[Opening Records shown section]

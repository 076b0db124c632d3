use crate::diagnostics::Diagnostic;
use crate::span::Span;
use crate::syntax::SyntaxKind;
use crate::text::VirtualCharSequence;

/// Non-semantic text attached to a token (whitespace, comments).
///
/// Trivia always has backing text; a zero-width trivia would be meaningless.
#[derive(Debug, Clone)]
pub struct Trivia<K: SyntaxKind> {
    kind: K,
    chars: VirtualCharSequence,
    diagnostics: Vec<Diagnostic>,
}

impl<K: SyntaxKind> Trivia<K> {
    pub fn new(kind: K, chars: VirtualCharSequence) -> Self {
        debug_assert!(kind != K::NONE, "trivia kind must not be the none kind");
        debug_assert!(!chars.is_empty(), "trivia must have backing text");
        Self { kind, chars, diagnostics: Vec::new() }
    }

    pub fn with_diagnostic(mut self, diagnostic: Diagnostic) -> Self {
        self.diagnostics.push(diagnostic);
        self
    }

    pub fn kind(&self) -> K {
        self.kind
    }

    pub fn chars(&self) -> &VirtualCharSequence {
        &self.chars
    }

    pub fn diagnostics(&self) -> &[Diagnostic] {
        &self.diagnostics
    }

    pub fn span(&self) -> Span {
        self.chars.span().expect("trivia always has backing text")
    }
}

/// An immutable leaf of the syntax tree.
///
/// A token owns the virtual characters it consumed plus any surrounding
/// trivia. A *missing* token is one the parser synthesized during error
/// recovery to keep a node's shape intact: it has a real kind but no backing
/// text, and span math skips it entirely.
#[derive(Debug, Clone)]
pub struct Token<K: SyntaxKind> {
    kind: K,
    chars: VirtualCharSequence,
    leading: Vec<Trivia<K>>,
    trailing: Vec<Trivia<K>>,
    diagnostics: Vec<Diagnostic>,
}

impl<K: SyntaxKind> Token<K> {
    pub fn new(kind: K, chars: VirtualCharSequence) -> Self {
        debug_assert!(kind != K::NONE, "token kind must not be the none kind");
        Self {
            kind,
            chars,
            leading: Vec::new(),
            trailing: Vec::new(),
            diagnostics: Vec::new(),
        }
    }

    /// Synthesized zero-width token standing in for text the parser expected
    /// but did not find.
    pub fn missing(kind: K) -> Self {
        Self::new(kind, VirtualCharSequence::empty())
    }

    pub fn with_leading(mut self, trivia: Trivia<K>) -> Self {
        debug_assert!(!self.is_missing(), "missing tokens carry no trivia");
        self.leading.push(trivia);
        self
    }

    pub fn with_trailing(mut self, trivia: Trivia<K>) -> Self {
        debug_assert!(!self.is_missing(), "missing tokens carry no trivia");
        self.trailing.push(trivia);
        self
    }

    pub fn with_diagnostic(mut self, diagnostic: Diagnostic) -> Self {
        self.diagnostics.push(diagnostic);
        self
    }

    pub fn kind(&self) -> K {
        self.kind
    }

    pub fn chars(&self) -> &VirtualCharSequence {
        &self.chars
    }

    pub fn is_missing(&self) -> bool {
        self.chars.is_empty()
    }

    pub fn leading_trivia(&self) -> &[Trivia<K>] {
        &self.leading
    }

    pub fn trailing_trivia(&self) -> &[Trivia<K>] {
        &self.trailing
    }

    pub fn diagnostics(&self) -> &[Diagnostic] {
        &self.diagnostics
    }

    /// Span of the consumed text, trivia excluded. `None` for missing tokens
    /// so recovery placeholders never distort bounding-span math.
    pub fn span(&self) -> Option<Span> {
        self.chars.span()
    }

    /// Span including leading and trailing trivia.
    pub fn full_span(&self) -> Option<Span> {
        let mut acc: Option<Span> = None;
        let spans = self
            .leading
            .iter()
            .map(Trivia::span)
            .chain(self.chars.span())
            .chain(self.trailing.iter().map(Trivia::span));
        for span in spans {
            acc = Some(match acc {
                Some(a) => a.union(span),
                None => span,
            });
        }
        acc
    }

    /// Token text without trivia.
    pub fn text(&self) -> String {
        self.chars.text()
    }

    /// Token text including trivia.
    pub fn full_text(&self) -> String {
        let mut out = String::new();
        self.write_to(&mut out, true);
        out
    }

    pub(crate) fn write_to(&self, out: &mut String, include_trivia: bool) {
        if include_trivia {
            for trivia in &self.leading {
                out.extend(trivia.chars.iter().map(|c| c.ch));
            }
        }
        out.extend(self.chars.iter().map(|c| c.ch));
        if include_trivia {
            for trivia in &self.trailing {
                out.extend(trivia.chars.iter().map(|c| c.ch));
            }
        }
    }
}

[Closing Records shown section]

**What you need to do:**
Could you write out only the lines of the listing above from the one that contains "pub fn span(&self) -> Option<Span>" through its final line, exactly and inclusive?

**Output for this exercise:**
    pub fn span(&self) -> Option<Span> {
        self.chars.span()
    }

    /// Span including leading and trailing trivia.
    pub fn full_span(&self) -> Option<Span> {
        let mut acc: Option<Span> = None;
        let spans = self
            .leading
            .iter()
            .map(Trivia::span)
            .chain(self.chars.span())
            .chain(self.trailing.iter().map(Trivia::span));
        for span in spans {
            acc = Some(match acc {
                Some(a) => a.union(span),
                None => span,
            });
        }
        acc
    }

    /// Token text without trivia.
    pub fn text(&self) -> String {
        self.chars.text()
    }

    /// Token text including trivia.
    pub fn full_text(&self) -> String {
        let mut out = String::new();
        self.write_to(&mut out, true);
        out
    }

    pub(crate) fn write_to(&self, out: &mut String, include_trivia: bool) {
        if include_trivia {
            for trivia in &self.leading {
                out.extend(trivia.chars.iter().map(|c| c.ch));
            }
        }
        out.extend(self.chars.iter().map(|c| c.ch));
        if include_trivia {
            for trivia in &self.trailing {
                out.extend(trivia.chars.iter().map(|c| c.ch));
            }
        }
    }
}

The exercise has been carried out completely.